Quando il Coronavirus lo combatti in un letto di ospedale e quell’ospedale si trova a Pesaro, epicentro della zona rossa marchigiana, ti passa davanti tutta una vita che si incrocia all’improvviso con tanti altri destini appesi a un filo. Un filo pronto a spezzarsi da un momento all’altro. «Ho visto tante persone attorno a me morire, nella più completa solitudine, con la paura che traspariva dal loro sguardo. Non lo dimenticherò mai». Parole e dolore di Michele Gianni, scrittore fanese che il virus è riuscito a sconfiggerlo, anche se ci sono volute due settimane di ospedale e tutta la grinta necessaria per non passare al di là del vetro, nelle terapie intensive. Intubati.
«Io stavo a casa da una settimana, con la febbre che si alzava sempre di più. Era il 6 marzo e dicevano di non recarsi al pronto soccorso ma, in caso di sintomi, di contattare il medico curante. Ho seguito il percorso che indicavano e quando sono venuto a conoscenza che un mio collaboratore si era infettato, l’ho fatto presente e sono stato messo in lista per il tampone». Dentro casa Michele aveva paura di contagiare la sua famiglia, fuori invece era il caos. «Ho aspettato e aspettato, poi alla fine ho deciso di andare al pronto soccorso di Fano. Da lì mi hanno trasferito in ospedale a Pesaro».
Lo scrittore, 64 anni, ha avuto un infarto ed è schedato come iperteso. C’è poco da scherzare. «Ma la parte più dura del mio percorso da paziente Covid è stata proprio quella nel reparto dove venivo curato. Ho visto tanti malati intorno a me morire, nella più totale solitudine. Nessuno, a parte il personale sanitario, poteva entrare nelle stanze.
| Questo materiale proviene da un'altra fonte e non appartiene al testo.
use async_trait::async_trait;
use chrono::{DateTime, Utc};
use sqlx::PgPool;
use tracing::{error, info};
use uuid::Uuid;

use crate::domain::error::DomainError;
use crate::domain::post::{Post, PostDraft};

const POST_SELECT: &str = r#"SELECT
    p.id, p.author_id, u.username AS author_username,
    p.title, p.text, p.pub_date, p.image_url, p.is_published, p.created_at,
    p.category_id, c.title AS category_title, c.slug AS category_slug,
    c.is_published AS category_is_published,
    p.location_id, l.name AS location_name
FROM posts p
JOIN users u ON u.id = p.author_id
LEFT JOIN categories c ON c.id = p.category_id
LEFT JOIN locations l ON l.id = p.location_id
"#;

#[async_trait]
pub trait PostRepository: Send + Sync {
    async fn create(&self, id: Uuid, author_id: Uuid, draft: &PostDraft)
    -> Result<(), DomainError>;
    async fn find_by_id(&self, id: Uuid) -> Result<Option<Post>, DomainError>;
    async fn update(&self, id: Uuid, draft: &PostDraft) -> Result<(), DomainError>;
    async fn delete(&self, id: Uuid) -> Result<(), DomainError>;
    /// Publicly listed posts, newest first: published, past their
    /// publication date and in a published category.
    async fn list_published(&self, now: DateTime<Utc>) -> Result<Vec<Post>, DomainError>;
    async fn list_by_category(
        &self,
        category_id: Uuid,
        now: DateTime<Utc>,
    ) -> Result<Vec<Post>, DomainError>;
    /// Every post of the author regardless of publication state, newest
    /// first. The profile page shows them all.
    async fn list_by_author(&self, author_id: Uuid) -> Result<Vec<Post>, DomainError>;
}

#[derive(Clone)]
pub struct PostgresPostRepository {
    pool: PgPool,
}

impl PostgresPostRepository {
    pub fn new(pool: PgPool) -> Self {
        Self { pool }
    }
}

#[async_trait]
impl PostRepository for PostgresPostRepository {
    async fn create(
        &self,
        id: Uuid,
        author_id: Uuid,
        draft: &PostDraft,
    ) -> Result<(), DomainError> {
        sqlx::query(
            r#"
            INSERT INTO posts
                (id, author_id, title, text, pub_date, is_published,
                 category_id, location_id, image_url)
            VALUES ($1, $2, $3, $4, $5, $6, $7, $8, $9)
            "#,
        )
        .bind(id)
        .bind(author_id)
        .bind(&draft.title)
        .bind(&draft.text)
        .bind(draft.pub_date)
        .bind(draft.is_published)
        .bind(draft.category_id)
        .bind(draft.location_id)
        .bind(&draft.image_url)
        .execute(&self.pool)
        .await
        .map_err(|e| {
            error!("failed to create post: {}", e);
            DomainError::Internal(format!("database error: {}", e))
        })?;

        info!(post_id = %id, author_id = %author_id, "post created");
        Ok(())
    }

    async fn find_by_id(&self, id: Uuid) -> Result<Option<Post>, DomainError> {
        sqlx::query_as::<_, Post>(&format!("{POST_SELECT} WHERE p.id = $1"))
            .bind(id)
            .fetch_optional(&self.pool)
            .await
            .map_err(|e| {
                error!("db error find_by_id {}: {}", id, e);
                DomainError::Internal(e.to_string())
            })
    }

    async fn update(&self, id: Uuid, draft: &PostDraft) -> Result<(), DomainError> {
        sqlx::query(
            r#"
            UPDATE posts
            SET title = $1, text = $2, pub_date = $3, is_published = $4,
                category_id = $5, location_id = $6, image_url = $7
            WHERE id = $8
            "#,
        )
        .bind(&draft.title)
        .bind(&draft.text)
        .bind(draft.pub_date)
        .bind(draft.is_published)
        .bind(draft.category_id)
        .bind(draft.location_id)
        .bind(&draft.image_url)
        .bind(id)
        .execute(&self.pool)
        .await
        .map_err(|e| {
            error!("failed to update post {}: {}", id, e);
            DomainError::Internal(e.to_string())
        })?;

        info!(post_id = %id, "post updated");
        Ok(())
    }

    async fn delete(&self, id: Uuid) -> Result<(), DomainError> {
        sqlx::query("DELETE FROM posts WHERE id = $1")
            .bind(id)
            .execute(&self.pool)
            .await
            .map_err(|e| {
                error!("failed to delete post {}: {}", id, e);
                DomainError::Internal(e.to_string())
            })?;

        info!(post_id = %id, "post deleted");
        Ok(())
    }

    async fn list_published(&self, now: DateTime<Utc>) -> Result<Vec<Post>, DomainError> {
        sqlx::query_as::<_, Post>(&format!(
            r#"
            {POST_SELECT}
            WHERE p.is_published AND p.pub_date <= $1 AND c.is_published
            ORDER BY p.pub_date DESC
            "#
        ))
        .bind(now)
        .fetch_all(&self.pool)
        .await
        .map_err(|e| {
            error!("db error while fetching the feed: {}", e);
            DomainError::Internal(e.to_string())
        })
    }

    async fn list_by_category(
        &self,
        category_id: Uuid,
        now: DateTime<Utc>,
    ) -> Result<Vec<Post>, DomainError> {
        sqlx::query_as::<_, Post>(&format!(
            r#"
            {POST_SELECT}
            WHERE p.category_id = $1 AND p.is_published AND p.pub_date <= $2
            ORDER BY p.pub_date DESC
            "#
        ))
        .bind(category_id)
        .bind(now)
        .fetch_all(&self.pool)
        .await
        .map_err(|e| {
            error!("db error while fetching category {}: {}", category_id, e);
            DomainError::Internal(e.to_string())
        })
    }

    async fn list_by_author(&self, author_id: Uuid) -> Result<Vec<Post>, DomainError> {
        sqlx::query_as::<_, Post>(&format!(
            r#"
            {POST_SELECT}
            WHERE p.author_id = $1
            ORDER BY p.pub_date DESC
            "#
        ))
        .bind(author_id)
        .fetch_all(&self.pool)
        .await
        .map_err(|e| {
            error!("db error while fetching posts of {}: {}", author_id, e);
            DomainError::Internal(e.to_string())
        })
    }
}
Io avevo il cellulare e con quello restavo in contatto con la mia famiglia». Michele Gianni è stato ricoverato due settimane, poi in isolamento in casa, fino a quando non è arrivato l’esito del tampone positivo.
Durante la convalescenza ha messo nero su bianco l’esperienza vissuta a stretto contatto con il virus ed è diventato un libro, pubblicato da Edizioni Ventura. Si intitola “Rantologia: voci della terra dei tubi” e nel frattempo si è trasformato anche in un recital con la “Canzone del tampone”. Un impegno letterario nato a scopo benefico, ma che adesso viene presentato nelle Marche come una testimonianza diretta di chi è riuscito a farcela.
«Ricordo che il personale sanitario all’inizio si proteggeva come riusciva», poi sono arrivate le tute e le visiere ma nel frattempo medici e infermieri hanno fatto in tempo ad infettarsi.